While Ben Wheatley remains one of this country's more interesting film directors, his decision to take on the 'unfilmable' JG Ballard novel 'High Rise' where others have failed (adaptations by Bruce (Withnail &I ) Robinson and Canadian director Vincenzo Natali are just two of the past attempts to bring it to screen life) seems like a step too far, or a mis-step at least, on his CV.
The first problem with High-Rise is the source material itself. Ballard was a great writer of ideas, but not necessarily a great novelist. The central theme of the book - that of a building which because of its very size, structure and capacity for anonymity facilitates a swift and comprehensive breakdown of the moral codes of those living within it - is also its main theme, applied again and again in the text. It's an allegorical one at that. Literary allegory does not generally transfer well to film, so the repetition of the theme of societal breakdown in the events on screen soon tires. It's a bit like ordering a three course meal at a restaurant where all the courses are the same. What Ballard did achieve was the sense of scale involved, from the design of the building with its vast mid floor shopping and leisure facilities, to the sheer numbers involved in the high-rise riots. Wheatley simply doesn't have the budget for this - his sets look cheap and some of the CGI is just plain poor.
There is also the issue of the film's setting. Wheatley has side-stepped the problem that, in today's world, the war in the high-rise would not have remained self contained because of social media, by locating the film in an imprecise mobile phone-free 1970s and in an unspecified place (not necessarily London, where the book was based). While this move solves a lot of issues, it raises others. The film's rather mocking recreation of the decade that fashion forgot - all hipster trousers and floral tops - has already been done to death in shows like Life on Mars and a myriad of movies from Boogie Nights to The Look of Love. There's nothing new in the look of High-Rise, and Wheatley has failed to achieve the uneasy mix of brutalist settings and garish costumes in Kurbick's 1971 movie A Clockwork Orange, a film which hangs around this one like a ghost.
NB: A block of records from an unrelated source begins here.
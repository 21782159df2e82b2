use std::{sync::Arc, time::Duration};

use shared::domain::UserId;

pub mod api;
pub mod chat;
pub mod diagnosis;
pub mod error;
pub mod identity;
mod lifecycle;
pub mod session;

pub use api::{HttpInsightsApi, InsightsApi, MissingInsightsApi};
pub use chat::{ChatSessionController, ChatSnapshot};
pub use diagnosis::{DiagnosisController, DiagnosisPayload, DiagnosisSnapshot, DiagnosisView};
pub use error::{ApiConfigError, ApiFailure, ChatError, DiagnosisError};
pub use identity::{ChatScope, DiagnosisScope, IdentityScope};
pub use session::SessionToken;

/// Where and how to reach the insights service.
#[derive(Debug, Clone)]
pub struct ConnectOptions {
    pub server_url: String,
    pub session: Option<SessionToken>,
    pub request_timeout: Option<Duration>,
}

/// The two controllers wired to one transport, plus the identity they are
/// bound to. Views mount their own [`ChatScope`] or [`DiagnosisScope`] rather
/// than reaching for a global.
#[derive(Clone)]
pub struct InsightsClient {
    identity: Arc<IdentityScope>,
}

impl InsightsClient {
    pub fn new(api: Arc<dyn InsightsApi>) -> Self {
        Self {
            identity: IdentityScope::new(
                DiagnosisController::new(Arc::clone(&api)),
                ChatSessionController::new(api),
            ),
        }
    }

    pub fn connect(options: ConnectOptions) -> Result<Self, ApiConfigError> {
        let api = HttpInsightsApi::new(&options.server_url)?;
        Ok(Self::with_http(api, options))
    }

    /// Like [`InsightsClient::connect`] but bypasses any system proxy.
    #[cfg(test)]
    pub(crate) fn connect_direct(options: ConnectOptions) -> Result<Self, ApiConfigError> {
        let api = HttpInsightsApi::direct(&options.server_url)?;
        Ok(Self::with_http(api, options))
    }

    fn with_http(api: HttpInsightsApi, options: ConnectOptions) -> Self {
        let api = api
            .with_session(options.session)
            .with_timeout(options.request_timeout);
        Self::new(Arc::new(api))
    }

    pub fn diagnosis(&self) -> &Arc<DiagnosisController> {
        self.identity.diagnosis()
    }

    pub fn chat(&self) -> &Arc<ChatSessionController> {
        self.identity.chat()
    }

    pub fn identity(&self) -> &Arc<IdentityScope> {
        &self.identity
    }

    /// See [`IdentityScope::observe`].
    pub fn observe(&self, identity: Option<UserId>) -> bool {
        self.identity.observe(identity)
    }

    pub fn current(&self) -> Option<UserId> {
        self.identity.current()
    }

    pub fn chat_scope(&self) -> ChatScope {
        ChatScope::mount(Arc::clone(&self.identity))
    }

    pub fn diagnosis_scope(&self) -> DiagnosisScope {
        DiagnosisScope::mount(Arc::clone(&self.identity))
    }
}

#[cfg(test)]
#[path = "tests/support.rs"]
mod test_support;

#[cfg(test)]
#[path = "tests/lib_tests.rs"]
mod tests;
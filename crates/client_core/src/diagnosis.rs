//! Financial health diagnosis for the active user.
//!
//! The controller holds at most one diagnosis. [`DiagnosisController::fetch_diagnosis`]
//! always goes to the network; callers that want "fetch once until cleared"
//! use [`DiagnosisController::ensure_diagnosis`], which serves the cached
//! result when one is present. Only one fetch runs at a time: a second call
//! while one is pending fails with [`DiagnosisError::Busy`].

use std::sync::{Arc, Mutex};

use serde_json::Value;
use shared::{domain::UserId, protocol::FinancialDiagnosis};
use tokio::sync::broadcast;
use tracing::{debug, error, info, warn};

use crate::{
    api::{InsightsApi, MissingInsightsApi},
    error::DiagnosisError,
    lifecycle::{lock, Lifecycle, Ticket},
};

const SNAPSHOT_CAPACITY: usize = 64;

/// Diagnosis body exactly as the service returned it.
#[derive(Debug, Clone, PartialEq)]
pub struct DiagnosisPayload(Value);

/// Read-only interpretation of a [`DiagnosisPayload`] for renderers.
#[derive(Debug, Clone, PartialEq)]
pub enum DiagnosisView {
    Structured(FinancialDiagnosis),
    /// The service could not parse the model output and passed it through.
    RawText(String),
    Opaque(Value),
}

impl DiagnosisPayload {
    pub fn new(body: Value) -> Self {
        Self(body)
    }

    pub fn as_json(&self) -> &Value {
        &self.0
    }

    pub fn into_json(self) -> Value {
        self.0
    }

    pub fn view(&self) -> DiagnosisView {
        let Some(object) = self.0.as_object() else {
            return DiagnosisView::Opaque(self.0.clone());
        };

        let structured = ["summary", "insights", "recommendations"]
            .iter()
            .any(|key| object.contains_key(*key));
        if structured {
            if let Ok(diagnosis) = serde_json::from_value::<FinancialDiagnosis>(self.0.clone()) {
                return DiagnosisView::Structured(diagnosis);
            }
        } else if let Some(raw) = object.get("raw_response").and_then(Value::as_str) {
            return DiagnosisView::RawText(raw.to_string());
        }

        DiagnosisView::Opaque(self.0.clone())
    }
}

#[derive(Debug, Clone, Default, PartialEq)]
pub struct DiagnosisSnapshot {
    pub result: Option<DiagnosisPayload>,
    pub loading: bool,
}

struct DiagnosisState {
    result: Option<DiagnosisPayload>,
    loading: bool,
    lifecycle: Lifecycle,
}

impl DiagnosisState {
    fn snapshot(&self) -> DiagnosisSnapshot {
        DiagnosisSnapshot {
            result: self.result.clone(),
            loading: self.loading,
        }
    }
}

pub struct DiagnosisController {
    api: Arc<dyn InsightsApi>,
    state: Mutex<DiagnosisState>,
    events: broadcast::Sender<DiagnosisSnapshot>,
}

impl DiagnosisController {
    pub fn new(api: Arc<dyn InsightsApi>) -> Arc<Self> {
        let (events, _) = broadcast::channel(SNAPSHOT_CAPACITY);
        Arc::new(Self {
            api,
            state: Mutex::new(DiagnosisState {
                result: None,
                loading: false,
                lifecycle: Lifecycle::new(),
            }),
            events,
        })
    }

    pub fn detached() -> Arc<Self> {
        Self::new(Arc::new(MissingInsightsApi))
    }

    pub fn snapshot(&self) -> DiagnosisSnapshot {
        lock(&self.state).snapshot()
    }

    pub fn subscribe(&self) -> broadcast::Receiver<DiagnosisSnapshot> {
        self.events.subscribe()
    }

    /// Fetches a fresh diagnosis for `user_id` and stores it verbatim.
    ///
    /// On failure the stored result is cleared, so a failed refresh never
    /// leaves an older diagnosis on display.
    pub async fn fetch_diagnosis(
        &self,
        user_id: &UserId,
    ) -> Result<DiagnosisPayload, DiagnosisError> {
        if user_id.is_blank() {
            return Err(DiagnosisError::Validation);
        }

        let pending = self.begin()?;
        let ticket = pending.ticket.clone();

        let outcome = tokio::select! {
            biased;
            _ = ticket.cancel.cancelled() => None,
            outcome = self.api.generate_diagnosis(user_id) => Some(outcome),
        };
        let Some(outcome) = outcome else {
            debug!(user_id = %user_id, "diagnosis request cancelled by reset");
            return Err(DiagnosisError::Cancelled);
        };

        match outcome {
            Ok(body) => {
                let payload = DiagnosisPayload::new(body);
                let stored = payload.clone();
                if !pending.finish(move |state| state.result = Some(stored)) {
                    return Err(DiagnosisError::Cancelled);
                }
                info!(user_id = %user_id, "financial diagnosis stored");
                Ok(payload)
            }
            Err(failure) => {
                error!(user_id = %user_id, error = %failure, "financial diagnosis request failed");
                if !pending.finish(|state| state.result = None) {
                    return Err(DiagnosisError::Cancelled);
                }
                Err(failure.into())
            }
        }
    }

    /// Returns the cached diagnosis, fetching it first when none is stored.
    pub async fn ensure_diagnosis(
        &self,
        user_id: &UserId,
    ) -> Result<DiagnosisPayload, DiagnosisError> {
        let cached = lock(&self.state).result.clone();
        if let Some(result) = cached {
            return Ok(result);
        }
        self.fetch_diagnosis(user_id).await
    }

    pub fn clear(&self) {
        let mut state = lock(&self.state);
        state.result = None;
        self.publish(&state);
    }

    /// Clears the result and abandons any pending fetch. Used when the
    /// active identity changes or the consuming view goes away.
    pub fn reset(&self) {
        let mut state = lock(&self.state);
        state.lifecycle.invalidate();
        state.result = None;
        state.loading = false;
        debug!(
            generation = state.lifecycle.generation(),
            "diagnosis controller reset"
        );
        self.publish(&state);
    }

    fn begin(&self) -> Result<PendingFetch<'_>, DiagnosisError> {
        let mut state = lock(&self.state);
        if state.loading {
            warn!("diagnosis fetch rejected: another fetch is in flight");
            return Err(DiagnosisError::Busy);
        }
        state.loading = true;
        let ticket = state.lifecycle.ticket();
        self.publish(&state);
        Ok(PendingFetch {
            controller: self,
            ticket,
            armed: true,
        })
    }

    fn publish(&self, state: &DiagnosisState) {
        let _ = self.events.send(state.snapshot());
    }
}

/// Holds the in-flight flag for one fetch and releases it on every exit path.
struct PendingFetch<'a> {
    controller: &'a DiagnosisController,
    ticket: Ticket,
    armed: bool,
}

impl PendingFetch<'_> {
    /// Applies the terminal state if the fetch is still current. Returns
    /// `false` when a reset made it stale.
    fn finish(mut self, apply: impl FnOnce(&mut DiagnosisState)) -> bool {
        self.armed = false;
        let mut state = lock(&self.controller.state);
        if !state.lifecycle.is_current(&self.ticket) {
            debug!("discarding stale diagnosis completion");
            return false;
        }
        apply(&mut *state);
        state.loading = false;
        self.controller.publish(&state);
        true
    }
}

impl Drop for PendingFetch<'_> {
    fn drop(&mut self) {
        if !self.armed {
            return;
        }
        let mut state = lock(&self.controller.state);
        if state.lifecycle.is_current(&self.ticket) && state.loading {
            state.loading = false;
            self.controller.publish(&state);
        }
    }
}

#[cfg(test)]
#[path = "tests/diagnosis_tests.rs"]
mod tests;
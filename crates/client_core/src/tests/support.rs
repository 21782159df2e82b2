use std::{collections::VecDeque, sync::Arc, time::Duration};

use async_trait::async_trait;
use serde_json::Value;
use shared::domain::UserId;
use tokio::sync::{oneshot, Mutex};

use crate::{api::InsightsApi, error::ApiFailure};

enum Reply<T> {
    Ready(Result<T, ApiFailure>),
    Gated(oneshot::Receiver<Result<T, ApiFailure>>),
}

impl<T> Reply<T> {
    async fn resolve(self) -> Result<T, ApiFailure> {
        match self {
            Reply::Ready(result) => result,
            Reply::Gated(rx) => rx
                .await
                .unwrap_or_else(|_| Err(ApiFailure::transport("gate dropped"))),
        }
    }
}

/// `InsightsApi` that answers from queued replies. Gated replies stay pending
/// until the test releases them, which makes in-flight states observable.
#[derive(Default)]
pub(crate) struct ScriptedApi {
    diagnosis: Mutex<VecDeque<Reply<Value>>>,
    chat: Mutex<VecDeque<Reply<String>>>,
    pub diagnosis_calls: Mutex<Vec<UserId>>,
    pub chat_calls: Mutex<Vec<(UserId, String)>>,
}

impl ScriptedApi {
    pub fn new() -> Arc<Self> {
        Arc::new(Self::default())
    }

    pub async fn push_diagnosis(&self, result: Result<Value, ApiFailure>) {
        self.diagnosis.lock().await.push_back(Reply::Ready(result));
    }

    pub async fn gate_diagnosis(&self) -> oneshot::Sender<Result<Value, ApiFailure>> {
        let (tx, rx) = oneshot::channel();
        self.diagnosis.lock().await.push_back(Reply::Gated(rx));
        tx
    }

    pub async fn push_chat(&self, result: Result<String, ApiFailure>) {
        self.chat.lock().await.push_back(Reply::Ready(result));
    }

    pub async fn gate_chat(&self) -> oneshot::Sender<Result<String, ApiFailure>> {
        let (tx, rx) = oneshot::channel();
        self.chat.lock().await.push_back(Reply::Gated(rx));
        tx
    }

    pub async fn diagnosis_call_count(&self) -> usize {
        self.diagnosis_calls.lock().await.len()
    }

    pub async fn chat_call_count(&self) -> usize {
        self.chat_calls.lock().await.len()
    }
}

#[async_trait]
impl InsightsApi for ScriptedApi {
    async fn generate_diagnosis(&self, user_id: &UserId) -> Result<Value, ApiFailure> {
        self.diagnosis_calls.lock().await.push(user_id.clone());
        let reply = self.diagnosis.lock().await.pop_front();
        match reply {
            Some(reply) => reply.resolve().await,
            None => Err(ApiFailure::transport("no scripted diagnosis reply")),
        }
    }

    async fn send_chat(&self, user_id: &UserId, message: &str) -> Result<String, ApiFailure> {
        self.chat_calls
            .lock()
            .await
            .push((user_id.clone(), message.to_string()));
        let reply = self.chat.lock().await.pop_front();
        match reply {
            Some(reply) => reply.resolve().await,
            None => Err(ApiFailure::transport("no scripted chat reply")),
        }
    }
}

/// Yields until `condition` holds, failing the test after two seconds.
pub(crate) async fn wait_until(mut condition: impl FnMut() -> bool) {
    tokio::time::timeout(Duration::from_secs(2), async {
        while !condition() {
            tokio::task::yield_now().await;
        }
    })
    .await
    .expect("condition not reached in time");
}

pub(crate) fn user(id: &str) -> UserId {
    UserId::new(id)
}
use thiserror::Error;

/// Failure reported by an [`crate::api::InsightsApi`] implementation. The
/// message is already fit for display.
#[derive(Debug, Clone, PartialEq, Eq, Error)]
#[error("{message}")]
pub struct ApiFailure {
    pub message: String,
    pub status: Option<u16>,
}

impl ApiFailure {
    pub fn transport(message: impl Into<String>) -> Self {
        Self {
            message: message.into(),
            status: None,
        }
    }

    pub fn http(status: u16, message: impl Into<String>) -> Self {
        Self {
            message: message.into(),
            status: Some(status),
        }
    }
}

#[derive(Debug, Error)]
pub enum ApiConfigError {
    #[error("invalid server url '{url}': {source}")]
    InvalidUrl {
        url: String,
        source: url::ParseError,
    },
    #[error("server url must start with http:// or https://, got '{0}'")]
    UnsupportedScheme(String),
    #[error("failed to build http client: {0}")]
    Client(#[from] reqwest::Error),
}

#[derive(Debug, Clone, PartialEq, Eq, Error)]
pub enum DiagnosisError {
    #[error("user id is required to fetch a diagnosis")]
    Validation,
    #[error("a diagnosis request is already in flight")]
    Busy,
    #[error("{message}")]
    Remote {
        message: String,
        status: Option<u16>,
    },
    #[error("diagnosis request was cancelled")]
    Cancelled,
}

#[derive(Debug, Clone, PartialEq, Eq, Error)]
pub enum ChatError {
    #[error("user id is required to send a message")]
    Validation,
    #[error("please wait for the previous response")]
    Busy,
    #[error("{message}")]
    Remote {
        message: String,
        status: Option<u16>,
    },
    #[error("chat request was cancelled")]
    Cancelled,
}

impl From<ApiFailure> for DiagnosisError {
    fn from(value: ApiFailure) -> Self {
        Self::Remote {
            message: value.message,
            status: value.status,
        }
    }
}

impl From<ApiFailure> for ChatError {
    fn from(value: ApiFailure) -> Self {
        Self::Remote {
            message: value.message,
            status: value.status,
        }
    }
}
Wheatley's films have to date been relatively small affairs formed from the director's own ideas, about odd, often unlikeable people living fraught lives while events unravel around them. Although that could also be said to be true about High-Rise, this is a different type of film for him. First it's a relatively faithful adaptation of a novel. It has a much bigger cast with some star names, and a wider if cost-restricted canvas (perhaps the combined wages of Tom Hiddleston, Elisabeth Moss, Jeremy Irons and Sienna Guillory didn't leave a lot over for the production budget, which is a shame because their roles could equally have been taken by unknown actors, so - deliberately- bland are their performances). Amy Jump's script, so good in A Field in England, feels trapped in Ballard's leaden prose, and that dark and subtle humour which has been a common and successful element of Wheatley's past movies has been sacrificed for some fairly deadly one liners and visual 'gags' lifted straight from the pages of the book.
High-Rise is also a mess. The book's depiction of the gradual rise of the madness in the building has been traded in for a montage scene about half way through the film which transforms the residents from mild bickerers to sex crazed savages - we then get a further hour of 'action' which is neither exciting nor particularly shocking (David Cronenberg's 1975 movie Shivers, also inspired by Ballard's book, managed this so much better). In the Q&A I saw accompanying the film Reece Sheersmith was complaining that much of his role as Steele, the crazed dentist, was dropped from the final cut. While I know that this happens when editing films, nevertheless I do not consider this a good sign.
Finally I suppose 'High Rise' remains an unfilmable book largely because many years have passed since its publication, and the original prescience of its subject matter is now normalised. We have high rises all around us these days. Government housing policy mixes the rich with the less rich, with developers building separate entrances for the 'haves' and 'have mores' without any obvious signs of resident wars breaking out. In our capitalist times such accommodation polices aren't seen as segregation but rather opportunity. So Wheatley's film is too little too late, a toothless romp with little to say, overlong and uneven, and, yes, rather low-rent.